Thanks, @jrwrigh for bearing with me. A lot has changed since the last time I contributed to this mini-appand. There are still a couple of remaining tasks before merging:
- [x] Adding a test that Jed mentioned above
- [x] Fixing the broken code for traveling vortex and 2d advection
- [ ] Fixing the bug in reporting the error (the computed error depends on the mpi rank)
Cool. Squash or squash-merge?
squash-merge is fine after I am done with the remaining tasks.

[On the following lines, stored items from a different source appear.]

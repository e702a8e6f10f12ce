//! Logging setup with an environment filter and daily-rotated log files.
//!
//! - Filter from `RUST_LOG`, falling back to `DEFAULT_LOG_FILTER`
//! - Console output plus a non-blocking daily file appender
//! - Log file retention sweep (deletes logs older than 7 days)
//! - Local timezone timestamps

use chrono::{Local, NaiveDate, Utc};
use std::path::{Path, PathBuf};
use tracing::{debug, info, warn};
use tracing_appender::non_blocking::WorkerGuard;
use tracing_subscriber::{
    EnvFilter,
    fmt::{self, format::Writer, time::FormatTime},
    layer::SubscriberExt,
    util::SubscriberInitExt,
};

/// Default log filter directive.
pub const DEFAULT_LOG_FILTER: &str = "attendance_hub=info,sqlx=warn";

/// Log retention period in days.
pub const LOG_RETENTION_DAYS: i64 = 7;

const LOG_FILE_PREFIX: &str = "attendance-hub.log";

/// Formats timestamps in the server's local timezone.
#[derive(Debug, Clone, Copy)]
struct LocalTimer;

impl FormatTime for LocalTimer {
    fn format_time(&self, w: &mut Writer<'_>) -> std::fmt::Result {
        let now = Local::now();
        write!(w, "{}", now.format("%Y-%m-%dT%H:%M:%S%.3f%:z"))
    }
}

/// What `init_logging` installed.
pub struct LoggingConfig {
    filter: String,
    log_dir: PathBuf,
}

impl LoggingConfig {
    /// The active filter directive.
    pub fn filter(&self) -> &str {
        &self.filter
    }

    pub fn log_dir(&self) -> &Path {
        &self.log_dir
    }
}

/// Delete rotated log files older than `retention_days`.
///
/// Returns the number of files removed.
pub async fn cleanup_old_logs(log_dir: &Path, retention_days: i64) -> std::io::Result<usize> {
    let cutoff = (Utc::now() - chrono::Duration::days(retention_days)).date_naive();
    let prefix = format!("{}.", LOG_FILE_PREFIX);

    let mut entries = tokio::fs::read_dir(log_dir).await?;
    let mut deleted_count = 0;

    while let Some(entry) = entries.next_entry().await? {
        let path = entry.path();
        if !path.is_file() {
            continue;
        }

        // attendance-hub.log.YYYY-MM-DD
        let Some(date_str) = path
            .file_name()
            .and_then(|n| n.to_str())
            .and_then(|n| n.strip_prefix(prefix.as_str()))
        else {
            continue;
        };

        let Ok(file_date) = NaiveDate::parse_from_str(date_str, "%Y-%m-%d") else {
            continue;
        };

        if file_date < cutoff {
            if let Err(e) = tokio::fs::remove_file(&path).await {
                warn!(path = %path.display(), error = %e, "Failed to delete old log file");
            } else {
                deleted_count += 1;
                debug!(path = %path.display(), "Deleted old log file");
            }
        }
    }

    if deleted_count > 0 {
        info!(count = deleted_count, "Cleaned up old log files");
    }

    Ok(deleted_count)
}

/// Install the global subscriber.
///
/// Keep the returned guard alive for the lifetime of the process or buffered
/// file output is lost.
pub fn init_logging(log_dir: &str) -> crate::Result<(LoggingConfig, WorkerGuard)> {
    let log_path = PathBuf::from(log_dir);
    std::fs::create_dir_all(&log_path)?;

    let file_appender = tracing_appender::rolling::daily(&log_path, LOG_FILE_PREFIX);
    let (non_blocking, guard) = tracing_appender::non_blocking(file_appender);

    let filter =
        EnvFilter::try_from_default_env().unwrap_or_else(|_| EnvFilter::new(DEFAULT_LOG_FILTER));
    let directive = filter.to_string();

    tracing_subscriber::registry()
        .with(filter)
        .with(fmt::layer().with_ansi(true).with_timer(LocalTimer))
        .with(
            fmt::layer()
                .with_writer(non_blocking)
                .with_ansi(false)
                .with_timer(LocalTimer),
        )
        .try_init()
        .map_err(|e| {
            crate::Error::Other(format!("Failed to set global default subscriber: {}", e))
        })?;

    let config = LoggingConfig {
        filter: directive,
        log_dir: log_path,
    };
    Ok((config, guard))
}
//! Users as seen by the notification and review workflow.

use serde::{Deserialize, Serialize};

#[derive(
    Debug, Clone, Copy, PartialEq, Eq, Hash, Serialize, Deserialize, strum::Display, strum::EnumString,
)]
#[strum(serialize_all = "snake_case")]
#[serde(rename_all = "snake_case")]
pub enum UserRole {
    Admin,
    Coordinator,
    Lecturer,
    ClassRep,
    Supervisor,
    Student,
}

impl UserRole {
    pub fn as_str(&self) -> &'static str {
        match self {
            Self::Admin => "admin",
            Self::Coordinator => "coordinator",
            Self::Lecturer => "lecturer",
            Self::ClassRep => "class_rep",
            Self::Supervisor => "supervisor",
            Self::Student => "student",
        }
    }

    pub fn parse(s: &str) -> Option<Self> {
        match s {
            "admin" => Some(Self::Admin),
            "coordinator" => Some(Self::Coordinator),
            "lecturer" => Some(Self::Lecturer),
            "class_rep" => Some(Self::ClassRep),
            "supervisor" => Some(Self::Supervisor),
            "student" => Some(Self::Student),
            _ => None,
        }
    }

    /// Roles allowed to decide verification requests.
    pub fn can_review_verifications(&self) -> bool {
        matches!(self, Self::Lecturer | Self::Admin | Self::Coordinator)
    }
}

#[derive(Debug, Clone, PartialEq, Eq, Serialize, Deserialize)]
pub struct User {
    pub id: String,
    pub name: String,
    pub email: Option<String>,
    pub phone: Option<String>,
    pub role: UserRole,
    pub programme_id: Option<String>,
}

#[cfg(test)]
mod tests {
    use super::*;

    #[test]
    fn test_reviewer_roles() {
        assert!(UserRole::Lecturer.can_review_verifications());
        assert!(UserRole::Admin.can_review_verifications());
        assert!(UserRole::Coordinator.can_review_verifications());
        assert!(!UserRole::ClassRep.can_review_verifications());
        assert!(!UserRole::Supervisor.can_review_verifications());
        assert!(!UserRole::Student.can_review_verifications());
    }

    #[test]
    fn test_role_strings() {
        assert_eq!(UserRole::parse("class_rep"), Some(UserRole::ClassRep));
        assert_eq!(UserRole::ClassRep.to_string(), "class_rep");
        assert_eq!(UserRole::parse("dean"), None);
    }
}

I am seeing a weird issue. The errors are not correct with rank 1.
$ build/fluids-navierstokes -problem euler_vortex -degree 3 -dm_plex_box_faces 1,1,2 -dm_plex_box_lower 0,0,0 -dm_plex
_box_upper 125,125,250 -dm_plex_dim 3 -units_meter 1e-4 -units_second 1e-4 -mean_velocity 1.4,-2.,0 -bc_inflow 4,6 -bc_outflow 3,5 -bc_slip_z 1,2 -vortex_strength 2 -ksp_atol 1e-4 -ksp_rtol
1e-3 -ksp_type bcgs -snes_atol 1e-3 -snes_lag_jacobian 100 -snes_lag_jacobian_persists -snes_mf_operator -ts_dt 1e-3 -implicit -dm_mat_preallocate_skip 0 -ts_type alpha
L2 Error:
Conservative variables-Component 0: 0.000741784
Conservative variables-Component 1: 0.000961908
Conservative variables-Component 2: 0.00153698
Conservative variables-Component 3: 0.
Conservative variables-Component 4: 0.00399707
Time integrator CONVERGED_TIME on time step 50 with final time 0.05
$ mpiexec -n 4 build/fluids-navierstokes -problem euler_vortex -degree 3 -dm_plex_box_faces 1,1,2 -dm_plex_box_lo
wer 0,0,0 -dm_plex_box_upper 125,125,250 -dm_plex_dim 3 -units_meter 1e-4 -units_second 1e-4 -mean_velocity 1.4,-2.,0 -bc_inflow 4,6 -bc_outflow 3,5 -bc_slip_z 1,2 -vortex_strength 2 -ksp_at
ol 1e-4 -ksp_rtol 1e-3 -ksp_type bcgs -snes_atol 1e-3 -snes_lag_jacobian 100 -snes_lag_jacobian_persists -snes_mf_operator -ts_dt 1e-3 -implicit -dm_mat_preallocate_skip 0 -ts_type alpha
L2 Error:
Conservative variables-Component 0: 2.66349e-06
Conservative variables-Component 1: 8.8622e-05
Conservative variables-Component 2: 6.99578e-05
Conservative variables-Component 3: 3.72699e-155
Conservative variables-Component 4: 2.05213e-05
Time integrator CONVERGED_TIME on time step 50 with final time 0.05
$ mpiexec -n 8 build/fluids-navierstokes -problem euler_vortex -degree 3 -dm_plex_box_faces 1,1,2 -dm_plex_box_lower 0,0,0 -dm_plex_box_upper 125,125,250 -dm_plex_dim 3 -units_meter 1e-4 -units_second 1e-4 -mean_velocity 1.4,-2.,0 -bc_inflow 4,6 -bc_outflow 3,5 -bc_slip_z 1,2 -vortex_strength 2 -ksp_atol 1e-4 -ksp_rtol 1e-3 -ksp_type bcgs -snes_atol 1e-3 -snes_lag_jacobian 100 -snes_lag_jacobian_persists -snes_mf_operator -ts_dt 1e-3 -implicit -dm_mat_preallocate_skip 0 -ts_type alpha
L2 Error:
Conservative variables-Component 0: 2.66349e-06
Conservative variables-Component 1: 8.8622e-05
Conservative variables-Component 2: 6.99578e-05
Conservative variables-Component 3: 4.56152e-155
Conservative variables-Component 4: 2.05213e-05
Time integrator CONVERGED_TIME on time step 50 with final time 0.05
(same issue with advection2d and blasius) It could be the logic in FixMultiplicity_NS() but I can't point at anything specific.
Testing with different arguments/problems, I see that the results could be different for n>1 as well.